University of Wisconsin Green Bay

a.) Estimate how much pressure a cat puts exerts on you if it stands on you with all four paws. Give your answer in English units.

b.) How much more pressure do you feel at the bottom of a 6.0 m deep diving pool compared to the pressure you feel on land?
Give your answer in MKS units.

  • In part a) of this problem, you are asked to estimate the pressure exerted by a cat. The definition of pressure involves force and area; both are numbers that you can estimate for a cat. Therefore, you don’t need to do anything more complicated than work with the definition of pressure.

    In part b) of this problem, you are asked for the pressure exerted by a fluid at a given depth. Pressure and depth of a fluid are directly related through the definition of pressure of a fluid. Therefore, part b) is also a definition problem using the expression for pressure exerted by a fluid.

  • There is no need for a picture in most definition problems, and this is one of them.

    In part a), you can estimate force (weight) and area information and are asked for the closely-related pressure. A picture of a cat will not provide any additional insight or organization beyond what is already present in the problem.

    In part b), you are given information about depth of a fluid and are asked for the closely-related pressure due to that fluid. You may certainly draw a picture of a swimming pool if it helps to visualize the problem, but a drawing will not provide any organization beyond what is already present in the problem.
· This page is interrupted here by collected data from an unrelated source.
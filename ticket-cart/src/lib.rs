//! # Ticket Cart
//!
//! Ticket cart of an event-ticketing client, kept in sync with the signed-in
//! user's remote cart document.
//!
//! This crate showcases:
//! - Explicit sync state machine (`Inactive → AwaitingFirstSnapshot → Synced`)
//! - Debounced write-back as a cancellable delay effect
//! - Live document subscription as a cancellable stream effect
//! - Loop prevention through a change-origin tag
//! - Price-change detection on snapshot adoption
//! - Cart expiry countdown
//!
//! ## Architecture
//!
//! ```text
//!   user edits ──► CartSyncReducer ──► debounce (800 ms) ──► DocumentStore::write
//!                        ▲                                          │
//!                        └────── SnapshotReceived ◄── subscribe ◄───┘
//! ```
//!
//! Adopting a snapshot tags the change as remote, and the write-back
//! observer skips remote changes. A write therefore comes back as one
//! snapshot and stops there.

pub mod auth;
pub mod cart;
pub mod config;
pub mod diagnostics;
pub mod document;
pub mod engine;
pub mod expiry;
pub mod reducer;
pub mod state;
pub mod types;

pub use auth::AuthContext;
pub use cart::{CartLineItem, CartTotals, LocalCart};
pub use config::{ConfigError, SyncConfig};
pub use diagnostics::{Diagnostic, DiagnosticSink, RecordingDiagnostics, TracingDiagnostics};
pub use document::{CartDocument, RemoteLineItem};
pub use engine::{CartSyncEngine, CartSyncStore};
pub use expiry::{CartExpiry, ExpiryPolicy, countdown, format_mm_ss};
pub use reducer::{CartSyncEnvironment, CartSyncReducer, SUBSCRIPTION, WRITE_BACK};
pub use state::{CartSyncAction, CartSyncState, ChangeOrigin, SyncPhase};
pub use types::{EventId, LineKey, Money, TierId, UserId};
  • In equation form, pressure is defined as

    P = F/A

    This is the only relation you need for part a) of this problem.

    The pressure exerted by a fluid is given by

    Pfluid = ρfluidgh

    This is the only relation you need for part b) of this problem.

  • -- --

    a) P = F/A
    The force exerted by a cat is equal to the weight of a cat. I personally know house cats that weigh as little as 5 lb. and as much as 18 lb. so I will estimate the weight of a cat to be 12 lb. Any reasonable value that you select is fine.

    The area over which a cat exerts pressure is the area of its paws. Each paw has an area of around 1 square inch, so

    P 12 lb/ 4 sq. in.
    P 3 lb/sq. in.

    b) Pfluid = ρfluidgh
    Pwater = ρwatergh
    Pwater = (1000 kg/m3)(9.8 m/s2)(6.0 m)
    Pwater = 59,000 Pa

  • Each part of this problem is merely a definition problem. Pressure is defined as force/area, regardless of the cause of the force. In the particular case of a fluid, force is the weight of the fluid above you:

    Pfluid = (mg)fluid above you/A = (ρVg)fluid above you/A
    = ρfluidg(V/A) = ρfluidg(A h/A) = ρfluidgh

    and so in the case of a fluid the definition of pressure can be rewritten as ρfluidgh.

    Both parts of the problem are straightforward, single step, calculations once the correct version of the definition is identified. Because the unit Pascal is probably not a familiar one, you can see if you answer to part b) makes sense by comparing your answer to a known pressure. In this case, the pressure due to 6.0 m of water is a little over half atmospheric pressure (101,000 Pa) so it is reasonable.